The People of the Baztan Valley
In 2010 a team of scientists from the University of the Basque Country headed by professor Marian Martínez de Pancorbo with over 30 years of experience in the field of population genetics carried out a study of the genetic lineage of the people of the Baztan Valley with interesting results. Their studies were based on the DNA taken from blood and saliva samples of a group of volunteers, and proved that the genetic lineage of the Baztan people – on both the maternal and paternal side – goes back some 15000 years to the Palaeolithic or stone age.
These genes are commonly found among other western European groups but appear at a much higher density in the people of the Baztan Valley. One scientific explanation for this is that the Baztan people were part of the early migrations of people across Europe at the end of the last ice age, moving away from their stone age refuges in non-glaciated pockets of Europe and slowly repopulating western Europe as the glacier subsided.
These Basque Pyrenean valleys of Northern Navarra escaped glaciation and formed an ice-age refuge for the indigenous populations. In brief this theory supports the idea that the people of the Baztan Valley are some of the early ancestors of many Western Europeans. One arguement as to why these genetic strains remain so densely represented in the Baztan Valley to this day is due to the geography of the area.
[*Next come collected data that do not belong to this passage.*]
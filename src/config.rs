//! Display configuration.
//!
//! Loaded once at start-up from `display_config.toml` and passed by
//! reference into report assembly. Every section is optional.

use chrono::NaiveDate;
use serde::{Deserialize, Serialize};
use std::path::{Path, PathBuf};
use thiserror::Error;

pub const DEFAULT_CONFIG_FILE: &str = "display_config.toml";

#[derive(Error, Debug)]
pub enum ConfigError {
    #[error("failed to read config file {}: {}", .path.display(), .source)]
    Read {
        path: PathBuf,
        #[source]
        source: std::io::Error,
    },
    #[error("failed to parse config file {}: {}", .path.display(), .source)]
    Parse {
        path: PathBuf,
        #[source]
        source: toml::de::Error,
    },
    #[error("savings window starts {start} after it ends {end}")]
    InvertedWindow { start: NaiveDate, end: NaiveDate },
}

#[derive(Debug, Clone, Default, Serialize, Deserialize)]
pub struct DisplayConfig {
    /// Free-form article copy handed through to the page templates.
    #[serde(default)]
    pub article_content: serde_json::Value,

    #[serde(default)]
    pub about_content: serde_json::Value,

    /// Front-end settings passed to the chart scripts.
    #[serde(default)]
    pub config_object: serde_json::Value,

    #[serde(default)]
    pub savings: SavingsWindow,

    #[serde(default)]
    pub logging: LoggingConfig,

    #[serde(default)]
    pub output: OutputConfig,
}

/// Reporting months whose production counts toward cumulative savings.
///
/// Dates are written as quoted `"YYYY-MM-DD"` strings.
#[derive(Debug, Clone, Serialize, Deserialize)]
pub struct SavingsWindow {
    #[serde(default = "default_window_start")]
    pub start: NaiveDate,
    #[serde(default = "default_window_end")]
    pub end: NaiveDate,
}

impl Default for SavingsWindow {
    fn default() -> Self {
        Self {
            start: default_window_start(),
            end: default_window_end(),
        }
    }
}

impl SavingsWindow {
    pub fn contains(&self, month: NaiveDate) -> bool {
        month >= self.start && month <= self.end
    }
}

fn default_window_start() -> NaiveDate {
    NaiveDate::from_ymd_opt(2015, 6, 1).unwrap_or_default()
}

fn default_window_end() -> NaiveDate {
    NaiveDate::from_ymd_opt(2016, 2, 29).unwrap_or_default()
}

#[derive(Debug, Clone, Serialize, Deserialize)]
pub struct LoggingConfig {
    /// `EnvFilter` directive used when `RUST_LOG` is unset.
    #[serde(default = "default_log_level")]
    pub level: String,
}

impl Default for LoggingConfig {
    fn default() -> Self {
        Self {
            level: default_log_level(),
        }
    }
}

fn default_log_level() -> String {
    "info".to_string()
}

#[derive(Debug, Clone, Serialize, Deserialize)]
pub struct OutputConfig {
    #[serde(default = "default_output_dir")]
    pub dir: PathBuf,

    /// Rows shown in each console preview table.
    #[serde(default = "default_preview_rows")]
    pub preview_rows: usize,
}

impl Default for OutputConfig {
    fn default() -> Self {
        Self {
            dir: default_output_dir(),
            preview_rows: default_preview_rows(),
        }
    }
}

fn default_output_dir() -> PathBuf {
    PathBuf::from("reports")
}

fn default_preview_rows() -> usize {
    5
}

impl DisplayConfig {
    pub fn load(path: &Path) -> Result<Self, ConfigError> {
        let content = std::fs::read_to_string(path).map_err(|source| ConfigError::Read {
            path: path.to_path_buf(),
            source,
        })?;
        let config = Self::from_toml(&content).map_err(|source| ConfigError::Parse {
            path: path.to_path_buf(),
            source,
        })?;
        config.validate()?;
        Ok(config)
    }

    /// Load from `path` if given, else from `display_config.toml` in the
    /// working directory if present, else fall back to defaults.
    pub fn load_or_default(path: Option<&Path>) -> Result<Self, ConfigError> {
        if let Some(path) = path {
            return Self::load(path);
        }
        let default_path = Path::new(DEFAULT_CONFIG_FILE);
        if default_path.exists() {
            Self::load(default_path)
        } else {
            tracing::debug!("no {} found, using defaults", DEFAULT_CONFIG_FILE);
            Ok(Self::default())
        }
    }

    pub fn from_toml(content: &str) -> Result<Self, toml::de::Error> {
        toml::from_str(content)
    }

    fn validate(&self) -> Result<(), ConfigError> {
        if self.savings.start > self.savings.end {
            return Err(ConfigError::InvertedWindow {
                start: self.savings.start,
                end: self.savings.end,
            });
        }
        Ok(())
    }
}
The Baztan Valley (as well as the other valleys along the tributaries of the Bidasoa river) are narrow and winding, surrounded by deceptively menacing and uninviting mountain peaks which over the centuries have kept invading armies at bay (e.g. the Romans and the Moors).
Nevertheless, the vicinity of these valleys to the Atlantic means that the climate is not that harsh and pockets of fertile land and small flood plains have allowed small populations to eke out a living. These little-transited and mysterious Baztan valleys still preserve their culture, tradition, language (and genealogy) with minimum interruption from the outside world.